*** Opening of Records provided ***

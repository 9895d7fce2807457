// Copyright 2025 Muvon Un Limited
//
// Licensed under the Apache License, Version 2.0 (the "License");
// you may not use this file except in compliance with the License.
// You may obtain a copy of the License at
//
//     http://www.apache.org/licenses/LICENSE-2.0
//
// Unless required by applicable law or agreed to in writing, software
// distributed under the License is distributed on an "AS IS" BASIS,
// WITHOUT WARRANTIES OR CONDITIONS OF ANY KIND, either express or implied.
// See the License for the specific language governing permissions and
// limitations under the License.

// Clear command handler

use super::super::core::ChatSession;
use super::super::output::TurnOutput;
use crate::log_debug;

pub fn handle_clear(session: &mut ChatSession) -> TurnOutput {
	let dropped = session.conversation.clear();
	log_debug!("Cleared {} exchanges", dropped);

	let mut output = TurnOutput::new();
	output.success("Conversation history cleared.");
	output
}

#[cfg(test)]
mod tests {
	use crate::session::chat::session::test_support::session_with;

	#[tokio::test]
	async fn test_clear_keeps_active_backend() {
		let (mut session, _client, _sink) =
			session_with(vec![Ok("a".to_string()), Ok("b".to_string())]);
		session.handle_line("!model llama").await;
		session.handle_line("q1").await;
		session.handle_line("q2").await;

		let output = session.handle_line("!clear").await;
		assert!(output.mentions("cleared"));
		assert!(session.conversation().is_empty());
		assert_eq!(session.conversation().active_backend().key, "llama");

		// Clearing again is harmless
		session.handle_line("!clear").await;
		assert!(session.conversation().is_empty());
		assert!(session.handle_line("!history").await.mentions("No conversation history yet."));
	}
}
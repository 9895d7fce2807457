// Copyright 2025 Muvon Un Limited
//
// Licensed under the Apache License, Version 2.0 (the "License");
// you may not use this file except in compliance with the License.
// You may obtain a copy of the License at
//
//     http://www.apache.org/licenses/LICENSE-2.0
//
// Unless required by applicable law or agreed to in writing, software
// distributed under the License is distributed on an "AS IS" BASIS,
// WITHOUT WARRANTIES OR CONDITIONS OF ANY KIND, either express or implied.
// See the License for the specific language governing permissions and
// limitations under the License.

use clap::Args;
use std::path::Path;

use techtutor::config::Config;
use techtutor::directories;

#[derive(Args, Debug)]
pub struct ConfigArgs {
	/// Show current configuration values with defaults
	#[arg(long)]
	pub show: bool,

	/// Validate configuration without making changes
	#[arg(long)]
	pub validate: bool,
}

// Handle the configuration command
pub fn execute(args: &ConfigArgs, config_path: Option<&Path>) -> Result<(), anyhow::Error> {
	let path = match config_path {
		Some(path) => path.to_path_buf(),
		None => directories::get_config_file_path()?,
	};

	if args.validate {
		return match Config::load_from(&path) {
			Ok(_) => {
				println!("✅ Configuration is valid!");
				Ok(())
			}
			Err(e) => {
				eprintln!("❌ Configuration validation failed: {:#}", e);
				Err(e)
			}
		};
	}

	if args.show {
		let config = Config::load_from(&path)?;
		let rendered = toml::to_string_pretty(&config.create_clean_copy_for_saving())?;
		println!("# {}", path.display());
		println!("{}", rendered);
		return Ok(());
	}

	if Config::create_default_config_at(&path)? {
		println!("Created default configuration file at: {}", path.display());
	} else {
		println!("Configuration file already exists at: {}", path.display());
	}
	Ok(())
}
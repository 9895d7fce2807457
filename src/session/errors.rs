// Copyright 2025 Muvon Un Limited
//
// Licensed under the Apache License, Version 2.0 (the "License");
// you may not use this file except in compliance with the License.
// You may obtain a copy of the License at
//
//     http://www.apache.org/licenses/LICENSE-2.0
//
// Unless required by applicable law or agreed to in writing, software
// distributed under the License is distributed on an "AS IS" BASIS,
// WITHOUT WARRANTIES OR CONDITIONS OF ANY KIND, either express or implied.
// See the License for the specific language governing permissions and
// limitations under the License.

// Errors a single turn can produce

use super::chat::transcript::PersistenceError;
use super::providers::BackendError;
use thiserror::Error;

#[derive(Debug, Error)]
pub enum SessionError {
	#[error("Unknown command: {0}. Type !help for available commands.")]
	UnknownCommand(String),

	#[error("Unknown backend '{key}'. Available: {available}")]
	UnknownBackend { key: String, available: String },

	#[error("Please enter a question or command.")]
	EmptyPrompt,

	#[error(transparent)]
	Backend(#[from] BackendError),

	#[error(transparent)]
	Persistence(#[from] PersistenceError),

	/// Nothing usable to start a session with; the only fatal kind
	#[error("Cannot start session: {0}")]
	StartupFault(String),

	#[error("Internal error: {0}")]
	Internal(String),
}

impl SessionError {
	/// Short tag shown in front of the message
	pub fn kind(&self) -> &'static str {
		match self {
			SessionError::UnknownCommand(_) => "unknown-command",
			SessionError::UnknownBackend { .. } => "unknown-backend",
			SessionError::EmptyPrompt => "empty-prompt",
			SessionError::Backend(e) => e.kind(),
			SessionError::Persistence(_) => "persistence",
			SessionError::StartupFault(_) => "startup",
			SessionError::Internal(_) => "internal",
		}
	}

	pub fn is_fatal(&self) -> bool {
		matches!(self, SessionError::StartupFault(_))
	}
}
// Copyright 2025 Muvon Un Limited
//
// Licensed under the Apache License, Version 2.0 (the "License");
// you may not use this file except in compliance with the License.
// You may obtain a copy of the License at
//
//     http://www.apache.org/licenses/LICENSE-2.0
//
// Unless required by applicable law or agreed to in writing, software
// distributed under the License is distributed on an "AS IS" BASIS,
// WITHOUT WARRANTIES OR CONDITIONS OF ANY KIND, either express or implied.
// See the License for the specific language governing permissions and
// limitations under the License.

// User input handling module

use crate::session::chat_helper::CommandHelper;
use anyhow::Result;
use colored::*;
use rustyline::error::ReadlineError;
use rustyline::history::DefaultHistory;
use rustyline::{CompletionType, Config as RustylineConfig, EditMode, Editor};

/// What a single read produced
#[derive(Debug, Clone, PartialEq, Eq)]
pub enum InputEvent {
	Line(String),
	/// Ctrl+C
	Interrupted,
	/// Ctrl+D or closed input
	Eof,
}

/// Source of input lines for the session loop
pub trait LineSource {
	fn read_line(&mut self, prompt: &str) -> Result<InputEvent>;
}

/// Interactive terminal input with history and command completion
pub struct TerminalInput {
	editor: Editor<CommandHelper, DefaultHistory>,
}

impl TerminalInput {
	pub fn new() -> Result<Self> {
		// Configure rustyline
		let config = RustylineConfig::builder()
			.completion_type(CompletionType::List)
			.edit_mode(EditMode::Emacs)
			.auto_add_history(true) // Automatically add lines to history
			.bell_style(rustyline::config::BellStyle::None) // No bell
			.build();

		let mut editor = Editor::with_config(config)?;
		editor.set_helper(Some(CommandHelper::new()));

		Ok(Self { editor })
	}
}

impl LineSource for TerminalInput {
	fn read_line(&mut self, prompt: &str) -> Result<InputEvent> {
		match self.editor.readline(&prompt.bright_blue().to_string()) {
			Ok(line) => Ok(InputEvent::Line(line)),
			Err(ReadlineError::Interrupted) => Ok(InputEvent::Interrupted),
			Err(ReadlineError::Eof) => Ok(InputEvent::Eof),
			Err(err) => Err(err.into()),
		}
	}
}

/// Pre-recorded lines; runs out into `Eof`
#[derive(Debug, Default)]
pub struct ScriptedInput {
	lines: std::collections::VecDeque<InputEvent>,
}

impl ScriptedInput {
	pub fn new<I, S>(lines: I) -> Self
	where
		I: IntoIterator<Item = S>,
		S: Into<String>,
	{
		Self {
			lines: lines.into_iter().map(|l| InputEvent::Line(l.into())).collect(),
		}
	}

	pub fn push_event(&mut self, event: InputEvent) {
		self.lines.push_back(event);
	}
}

impl LineSource for ScriptedInput {
	fn read_line(&mut self, _prompt: &str) -> Result<InputEvent> {
		Ok(self.lines.pop_front().unwrap_or(InputEvent::Eof))
	}
}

*** Close of Records provided ***

Instructions to follow => Retype exactly the lines of the data above that fall between the line with "without making changes" and the line with "let config = Config::load_from(&path)?;", inclusive, and add nothing.

Solution for this exercise =>
	/// Validate configuration without making changes
	#[arg(long)]
	pub validate: bool,
}

// Handle the configuration command
pub fn execute(args: &ConfigArgs, config_path: Option<&Path>) -> Result<(), anyhow::Error> {
	let path = match config_path {
		Some(path) => path.to_path_buf(),
		None => directories::get_config_file_path()?,
	};

	if args.validate {
		return match Config::load_from(&path) {
			Ok(_) => {
				println!("✅ Configuration is valid!");
				Ok(())
			}
			Err(e) => {
				eprintln!("❌ Configuration validation failed: {:#}", e);
				Err(e)
			}
		};
	}

	if args.show {
		let config = Config::load_from(&path)?;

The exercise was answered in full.